(PROMPT): In the entries below, count every line with the word "index". Return only the count.
[Opening EXCERPTED DATA section]
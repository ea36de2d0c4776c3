//! Event handling and state transition logic.
//!
//! This module implements the event handler that processes keystrokes, mouse
//! clicks, debounce fires and worker responses, translating them into state
//! changes and action sequences.
//!
//! # Architecture
//!
//! The handler follows a unidirectional data flow pattern:
//! 1. Events arrive from the terminal, the debounce timers or the worker
//! 2. [`handle_event`] pattern-matches the event type
//! 3. State mutations occur via `AppState` methods
//! 4. Actions are collected and returned for execution
//!
//! # Event Types
//!
//! - **Focus**: `FocusSearch`, `FocusSearchBar`, `FocusResults`, `Escape`
//! - **Input**: `Char`, `Paste`, `Backspace`, `Submit`
//! - **Dropdown**: `KeyDown`, `KeyUp`, `Click`
//! - **System**: `Resize`, `Quit`
//! - **Async**: `DebounceFired`, `WorkerResponse`

use super::actions::NavigationTarget;
use super::modes::{InputMode, SearchFocus};
use super::state::HitTarget;
use crate::app::{Action, AppState};
use crate::domain::error::Result;
use crate::trigger::FiredQuery;
use crate::worker::{WorkerMessage, WorkerResponse};

/// Events triggered by user input, timers or worker responses.
#[derive(Debug, Clone, PartialEq, Eq)]
pub enum Event {
    /// Focuses the search input and selects its value (Ctrl+K / Cmd+K).
    FocusSearch,
    /// Returns focus from the dropdown to the input.
    FocusSearchBar,
    /// Moves focus from the input into the dropdown.
    FocusResults,
    /// Moves the dropdown selection down (wraps to top).
    KeyDown,
    /// Moves the dropdown selection up (wraps to bottom).
    KeyUp,
    /// Types a character into the input.
    Char(char),
    /// Pastes text into the input.
    Paste(String),
    /// Deletes the last character of the input.
    Backspace,
    /// Submits the search form, or opens the selected suggestion.
    Submit,
    /// Closes the dropdown, then leaves search.
    Escape,
    /// Quits the application.
    Quit,
    /// Left mouse click at a zero-based cell.
    Click { row: usize, col: usize },
    /// Terminal size changed.
    Resize { rows: usize, cols: usize },
    /// A debounce timer elapsed.
    DebounceFired(FiredQuery),
    /// Wraps a response from the background worker.
    WorkerResponse(WorkerResponse),
}

/// Processes an event, mutates application state, and returns actions to execute.
///
/// Returns whether the screen needs a re-render, plus the actions to run in
/// order.
///
/// # Errors
///
/// Currently infallible; the `Result` leaves room for handlers that validate
/// input before acting.
#[allow(clippy::too_many_lines)]
pub fn handle_event(state: &mut AppState, event: &Event) -> Result<(bool, Vec<Action>)> {
    let _span = tracing::debug_span!("handle_event", event_type = ?event).entered();

    match event {
        Event::FocusSearch => {
            tracing::debug!("focusing search input");
            state.input_mode = InputMode::Search(SearchFocus::Typing);
            state.search.select_all();
            Ok((true, vec![]))
        }
        Event::FocusSearchBar => {
            if state.input_mode != InputMode::Search(SearchFocus::Navigating) {
                return Ok((false, vec![]));
            }
            state.input_mode = InputMode::Search(SearchFocus::Typing);
            Ok((true, vec![]))
        }
        Event::FocusResults => {
            if !state.input_mode.is_search() || state.selected_suggestion().is_none() {
                return Ok((false, vec![]));
            }
            state.search.deselect();
            state.input_mode = InputMode::Search(SearchFocus::Navigating);
            Ok((true, vec![]))
        }
        Event::KeyDown => {
            if state.input_mode != InputMode::Search(SearchFocus::Navigating) {
                return Ok((false, vec![]));
            }
            state.move_selection_down();
            Ok((true, vec![]))
        }
        Event::KeyUp => {
            if state.input_mode != InputMode::Search(SearchFocus::Navigating) {
                return Ok((false, vec![]));
            }
            state.move_selection_up();
            Ok((true, vec![]))
        }
        Event::Char(c) => {
            if state.input_mode != InputMode::Search(SearchFocus::Typing) {
                return Ok((false, vec![]));
            }
            state.search.insert(*c);
            tracing::trace!(query = %state.search.query(), char = %c, "search input changed");
            Ok((true, vec![]))
        }
        Event::Paste(text) => {
            if state.input_mode != InputMode::Search(SearchFocus::Typing) {
                return Ok((false, vec![]));
            }
            state.search.insert_str(text);
            Ok((true, vec![]))
        }
        Event::Backspace => {
            if state.input_mode != InputMode::Search(SearchFocus::Typing) {
                return Ok((false, vec![]));
            }
            state.search.backspace();
            Ok((true, vec![]))
        }
        Event::Submit => match state.input_mode {
            InputMode::Search(SearchFocus::Navigating) => {
                let Some(user) = state.selected_suggestion() else {
                    tracing::debug!("no suggestion selected");
                    return Ok((false, vec![]));
                };
                tracing::debug!(user_id = %user.id, "opening selected user");
                Ok((false, vec![Action::Navigate(NavigationTarget::edit_user(user))]))
            }
            InputMode::Search(SearchFocus::Typing) => {
                let query = state.search.query().clone();
                if query.is_empty() {
                    tracing::debug!("empty query, not submitting");
                    return Ok((false, vec![]));
                }
                tracing::debug!(query = %query, "submitting search form");
                Ok((false, vec![Action::Navigate(NavigationTarget::SearchPage { query })]))
            }
            InputMode::Normal => Ok((false, vec![])),
        },
        Event::Escape => match state.input_mode {
            InputMode::Search(SearchFocus::Navigating) => {
                state.input_mode = InputMode::Search(SearchFocus::Typing);
                Ok((true, vec![]))
            }
            InputMode::Search(SearchFocus::Typing) if state.dropdown_open => {
                state.close_dropdown();
                Ok((true, vec![]))
            }
            InputMode::Search(SearchFocus::Typing) => {
                tracing::debug!("leaving search input");
                state.search.deselect();
                state.input_mode = InputMode::Normal;
                Ok((true, vec![]))
            }
            InputMode::Normal if state.dropdown_open => {
                state.close_dropdown();
                Ok((true, vec![]))
            }
            InputMode::Normal => Ok((false, vec![])),
        },
        Event::Quit => Ok((false, vec![Action::Quit])),
        Event::Click { row, col } => match state.hit_test(*row, *col) {
            HitTarget::Suggestion(index) => {
                let Some(user) = state.suggestions.get(index) else {
                    return Ok((false, vec![]));
                };
                tracing::debug!(user_id = %user.id, "suggestion clicked");
                Ok((false, vec![Action::Navigate(NavigationTarget::edit_user(user))]))
            }
            HitTarget::Dropdown => Ok((false, vec![])),
            HitTarget::SearchInput => {
                state.search.deselect();
                state.input_mode = InputMode::Search(SearchFocus::Typing);
                Ok((true, vec![]))
            }
            HitTarget::Outside => {
                let was_open = state.dropdown_open;
                state.close_dropdown();
                if state.input_mode.is_search() {
                    state.search.deselect();
                    state.input_mode = InputMode::Normal;
                    return Ok((true, vec![]));
                }
                Ok((was_open, vec![]))
            }
        },
        Event::Resize { rows, cols } => {
            state.resize(*rows, *cols);
            Ok((true, vec![]))
        }
        Event::DebounceFired(fired) => {
            let before = state.search.trigger().state();
            match state.search.fire(fired.clone()) {
                Some(request) => {
                    tracing::debug!(seq = request.seq, query = %request.query, "posting search");
                    Ok((true, vec![Action::PostToWorker(WorkerMessage::from_request(request))]))
                }
                // A superseded fire leaves the trigger untouched.
                None => Ok((state.search.trigger().state() != before, vec![])),
            }
        }
        Event::WorkerResponse(response) => Ok((state.apply_response(response), vec![])),
    }
}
[Closing EXCERPTED DATA section]
(ANSWER): 2